One approach to scaffolding for tissue engineering is to deliver a dissolving material along with transplanted cells that provides just enough support for those cells to get them past the point of generating their own extracellular matrix scaffold to replace the artificial material. Here researchers test that approach in tissue patches that can restore function to damaged heart tissue:

Researchers have coaxed stem cells to develop into heart cells called cardiomyocytes and then transplanted them into animals. However, these cells can't make it alone. Half of them die right after injection, and the survival rate is as low as 10% after one week. A second ingredient is necessary - some kind of biological mortar to hold them in place and support their development and integration into the body.

[Researchers] developed a self-assembling nanogel made up of two peptides. The peptides each have a hydrophobic and a hydrophilic part; this drives them to form a nanostructured gel when mixed in water. The gel mimics the structure and mechanical properties of the natural extracellular matrix. One peptide acts like a natural protein that adheres to cells and promotes cell survival. The second peptide is readily broken down by a protease. The team designed the gel so that when it is implanted, it begins to degrade a bit, allowing cells from the body to migrate in. Eventually the gel should disintegrate completely as the heart tissue builds its own extracellular matrix. This particular gel has already performed well as a support for other kinds of cells grown from stem cells, including pancreatic and muscle cells.

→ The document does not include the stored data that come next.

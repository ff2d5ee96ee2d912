//! Clarity scoring.
//!
//! Every question starts at 100 and loses points for each problem found.
//! Each penalty records one [`ClarityIssue`] with a stable [`IssueKind`] tag,
//! so findings can be tested and explained independently of the number.

use std::collections::BTreeMap;
use std::fmt;

use serde::{Deserialize, Serialize};

use crate::error::AnalysisError;
use crate::lexicon::{
    chained_clause_count, ends_with_terminal_punctuation, is_content_word, is_negation,
    is_referring_pronoun, is_vague_noun, is_vague_quantifier, words,
};
use crate::model::{AnalysisOptions, Ordinal, Question};

/// Stable tags for clarity problems.
#[derive(Debug, Clone, Copy, PartialEq, Eq, PartialOrd, Ord, Hash, Serialize, Deserialize)]
#[serde(rename_all = "kebab-case")]
pub enum IssueKind {
    TooShort,
    ExcessiveLength,
    AmbiguousReference,
    CompoundQuestion,
    NegativePhrasing,
    MissingTerminalPunctuation,
}

impl IssueKind {
    /// The serialized tag, e.g. `"compound-question"`.
    pub fn as_str(self) -> &'static str {
        match self {
            IssueKind::TooShort => "too-short",
            IssueKind::ExcessiveLength => "excessive-length",
            IssueKind::AmbiguousReference => "ambiguous-reference",
            IssueKind::CompoundQuestion => "compound-question",
            IssueKind::NegativePhrasing => "negative-phrasing",
            IssueKind::MissingTerminalPunctuation => "missing-terminal-punctuation",
        }
    }

    /// Advice shown next to a corpus-level finding.
    pub fn guidance(self) -> &'static str {
        match self {
            IssueKind::TooShort => "Expand one-word prompts into a complete question.",
            IssueKind::ExcessiveLength => "Trim long questions or move context into a preamble.",
            IssueKind::AmbiguousReference => {
                "Replace vague words (it, some, things) with the specific thing being asked about."
            }
            IssueKind::CompoundQuestion => {
                "Split questions that ask for several things into separate parts (a), (b)."
            }
            IssueKind::NegativePhrasing => {
                "Prefer positive wording; if a negative is needed, make it stand out."
            }
            IssueKind::MissingTerminalPunctuation => {
                "End each question with a question mark or full stop."
            }
        }
    }
}

impl fmt::Display for IssueKind {
    fn fmt(&self, f: &mut fmt::Formatter<'_>) -> fmt::Result {
        f.write_str(self.as_str())
    }
}

/// One clarity problem in one question.
#[derive(Debug, Clone, PartialEq, Eq, Serialize, Deserialize)]
pub struct ClarityIssue {
    pub kind: IssueKind,
    pub message: String,
}

/// Clarity score and the issues that reduced it.
#[derive(Debug, Clone, PartialEq, Eq, Serialize, Deserialize)]
pub struct ClarityAssessment {
    /// `0..=100`, higher is clearer.
    pub score: u8,
    /// In detection order; at most one issue per kind.
    #[serde(default)]
    pub issues: Vec<ClarityIssue>,
}

impl ClarityAssessment {
    pub fn has_issue(&self, kind: IssueKind) -> bool {
        self.issues.iter().any(|i| i.kind == kind)
    }
}

const MIN_WORDS: usize = 2;
const SHORT_PENALTY: u32 = 10;
const LENGTH_PENALTY: u32 = 10;
/// One extra point per this many words over the ceiling.
const LENGTH_STEP: usize = 5;
const MAX_LENGTH_PENALTY: u32 = 25;
const AMBIGUITY_PENALTY: u32 = 10;
const COMPOUND_PENALTY: u32 = 15;
const NEGATIVE_PENALTY: u32 = 5;
const PUNCTUATION_PENALTY: u32 = 10;

/// Score one question.
pub fn assess(question: &Question, options: &AnalysisOptions) -> ClarityAssessment {
    let text = question.text.as_str();
    let w = words(text);
    let mut penalty = 0u32;
    let mut issues = Vec::new();
    let mut flag = |kind: IssueKind, points: u32, message: String| {
        penalty += points;
        issues.push(ClarityIssue { kind, message });
    };

    if w.len() < MIN_WORDS {
        flag(
            IssueKind::TooShort,
            SHORT_PENALTY,
            format!("only {} word(s); the task is unclear", w.len()),
        );
    }

    if w.len() > options.clarity_word_ceiling {
        let over = w.len() - options.clarity_word_ceiling;
        let points = (LENGTH_PENALTY + (over / LENGTH_STEP) as u32).min(MAX_LENGTH_PENALTY);
        flag(
            IssueKind::ExcessiveLength,
            points,
            format!(
                "{} words exceeds the {}-word ceiling",
                w.len(),
                options.clarity_word_ceiling
            ),
        );
    }

    let vague = vague_terms(&w);
    if !vague.is_empty() {
        flag(
            IssueKind::AmbiguousReference,
            AMBIGUITY_PENALTY,
            format!(
                "vague or unanchored wording without a clear referent: {}",
                vague.join(", ")
            ),
        );
    }

    let clauses = chained_clause_count(text);
    let question_marks = text.matches('?').count();
    if clauses > 0 || question_marks > 1 {
        let message = if clauses > 0 {
            format!(
                "{} clause(s) joined with and/or ask for more than one thing",
                clauses + 1
            )
        } else {
            format!("{question_marks} questions in one item")
        };
        flag(IssueKind::CompoundQuestion, COMPOUND_PENALTY, message);
    }

    if let Some(message) = negative_phrasing(&w) {
        flag(IssueKind::NegativePhrasing, NEGATIVE_PENALTY, message);
    }

    if !ends_with_terminal_punctuation(text) {
        flag(
            IssueKind::MissingTerminalPunctuation,
            PUNCTUATION_PENALTY,
            "does not end with '?', '.' or '!'".to_string(),
        );
    }

    ClarityAssessment {
        score: 100u32.saturating_sub(penalty) as u8,
        issues,
    }
}

/// Vague words that lack a referent, deduplicated in order of appearance.
///
/// - a vague noun (`things`, `stuff`, `etc`) is always vague;
/// - a quantifier (`some`, `many`) is vague unless a content word follows,
///   directly or after `of` and a determiner ("some of the enzymes");
/// - a pronoun (`it`, `they`) is vague when no content word precedes it.
fn vague_terms(w: &[String]) -> Vec<String> {
    let mut found: Vec<String> = Vec::new();
    let mut seen_content = false;

    for (i, word) in w.iter().enumerate() {
        let vague = if is_vague_noun(word) {
            true
        } else if is_vague_quantifier(word) {
            !quantifier_has_referent(w, i)
        } else if is_referring_pronoun(word) {
            !seen_content
        } else {
            false
        };

        if vague && !found.contains(word) {
            found.push(word.clone());
        }
        if is_content_word(word) {
            seen_content = true;
        }
    }
    found
}

fn quantifier_has_referent(w: &[String], i: usize) -> bool {
    let mut j = i + 1;
    if w.get(j).is_some_and(|x| x == "of") {
        j += 1;
        if w
            .get(j)
            .is_some_and(|x| matches!(x.as_str(), "the" | "a" | "an" | "your" | "their" | "our"))
        {
            j += 1;
        }
    }
    w.get(j).is_some_and(|x| is_content_word(x))
}

/// A double negative, or a negative in a selection stem ("Which of the
/// following is NOT ...").
fn negative_phrasing(w: &[String]) -> Option<String> {
    let negations: Vec<&String> = w.iter().filter(|x| is_negation(x)).collect();
    if negations.len() >= 2 {
        return Some(format!(
            "double negative ({})",
            negations
                .iter()
                .map(|s| s.as_str())
                .collect::<Vec<_>>()
                .join(", ")
        ));
    }
    let selection_stem = w.iter().any(|x| x == "which" || x == "following");
    match negations.first() {
        Some(neg) if selection_stem || neg.as_str() == "except" => Some(format!(
            "negatively phrased stem ('{neg}') is easy to misread"
        )),
        _ => None,
    }
}

/// Corpus-level summary of one issue kind.
#[derive(Debug, Clone, PartialEq, Eq, Serialize, Deserialize)]
pub struct CorpusFinding {
    pub kind: IssueKind,
    /// Number of questions with this issue.
    pub occurrences: usize,
    /// Ordinals of those questions, ascending.
    pub ordinals: Vec<Ordinal>,
    pub guidance: String,
}

/// Overall judgement on the corpus clarity score.
#[derive(Debug, Clone, Copy, PartialEq, Eq, Serialize, Deserialize)]
#[serde(rename_all = "kebab-case")]
pub enum ClarityVerdict {
    Strong,
    Fair,
    NeedsWork,
}

impl ClarityVerdict {
    pub const STRONG_MIN: u8 = 85;
    pub const FAIR_MIN: u8 = 70;

    pub fn from_score(score: u8) -> Self {
        if score >= Self::STRONG_MIN {
            ClarityVerdict::Strong
        } else if score >= Self::FAIR_MIN {
            ClarityVerdict::Fair
        } else {
            ClarityVerdict::NeedsWork
        }
    }
}

impl fmt::Display for ClarityVerdict {
    fn fmt(&self, f: &mut fmt::Formatter<'_>) -> fmt::Result {
        match self {
            ClarityVerdict::Strong => write!(f, "strong"),
            ClarityVerdict::Fair => write!(f, "fair"),
            ClarityVerdict::NeedsWork => write!(f, "needs work"),
        }
    }
}

/// Corpus clarity: mean score plus findings.
#[derive(Debug, Clone, PartialEq, Eq)]
pub struct CorpusClarity {
    pub score: u8,
    pub verdict: ClarityVerdict,
    pub findings: Vec<CorpusFinding>,
}

/// Aggregate per-question assessments.
///
/// The score is the arithmetic mean rounded half-up. Findings are one entry
/// per issue kind, sorted by descending frequency and then by tag.
pub fn summarize<'a, I>(assessments: I) -> Result<CorpusClarity, AnalysisError>
where
    I: IntoIterator<Item = (Ordinal, &'a ClarityAssessment)>,
{
    let mut total: u64 = 0;
    let mut count: u64 = 0;
    let mut by_kind: BTreeMap<IssueKind, Vec<Ordinal>> = BTreeMap::new();

    for (ordinal, assessment) in assessments {
        total += u64::from(assessment.score);
        count += 1;
        for issue in &assessment.issues {
            let ordinals = by_kind.entry(issue.kind).or_default();
            if ordinals.last() != Some(&ordinal) {
                ordinals.push(ordinal);
            }
        }
    }

    if count == 0 {
        return Err(AnalysisError::EmptyAnnotationSet);
    }

    let score = ((2 * total + count) / (2 * count)) as u8;

    let mut findings: Vec<CorpusFinding> = by_kind
        .into_iter()
        .map(|(kind, mut ordinals)| {
            ordinals.sort_unstable();
            ordinals.dedup();
            CorpusFinding {
                kind,
                occurrences: ordinals.len(),
                ordinals,
                guidance: kind.guidance().to_string(),
            }
        })
        .collect();
    findings.sort_by(|a, b| {
        b.occurrences
            .cmp(&a.occurrences)
            .then_with(|| a.kind.as_str().cmp(b.kind.as_str()))
    });

    Ok(CorpusClarity {
        score,
        verdict: ClarityVerdict::from_score(score),
        findings,
    })
}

[Researchers] mixed the gel with cardiomyocytes derived from embryonic stem cells and injected this mixture into the hearts of mice with injuries simulating the damage caused by a heart attack. They compared the health and survival of the cells transplanted naked with the health of cells transplanted in the nanogel. As a further control, they also monitored mice that had been injected with a salt solution. After two weeks, mice treated with cells, whether in the gel or not, had better heart function on an echocardiogram than untreated mice. Animals injected with the cells in the nanogel continued to have strong cardiac function through the end of the 12-week experiment. But the health of mice treated with cells alone began to deteriorate after three weeks. Examining the mice's hearts under the microscope after 14 weeks, the researchers found new cells integrating into the heart tissue in animals treated with the nanogel. In mice treated with naked cardiomyocytes, all the therapeutic cells were gone.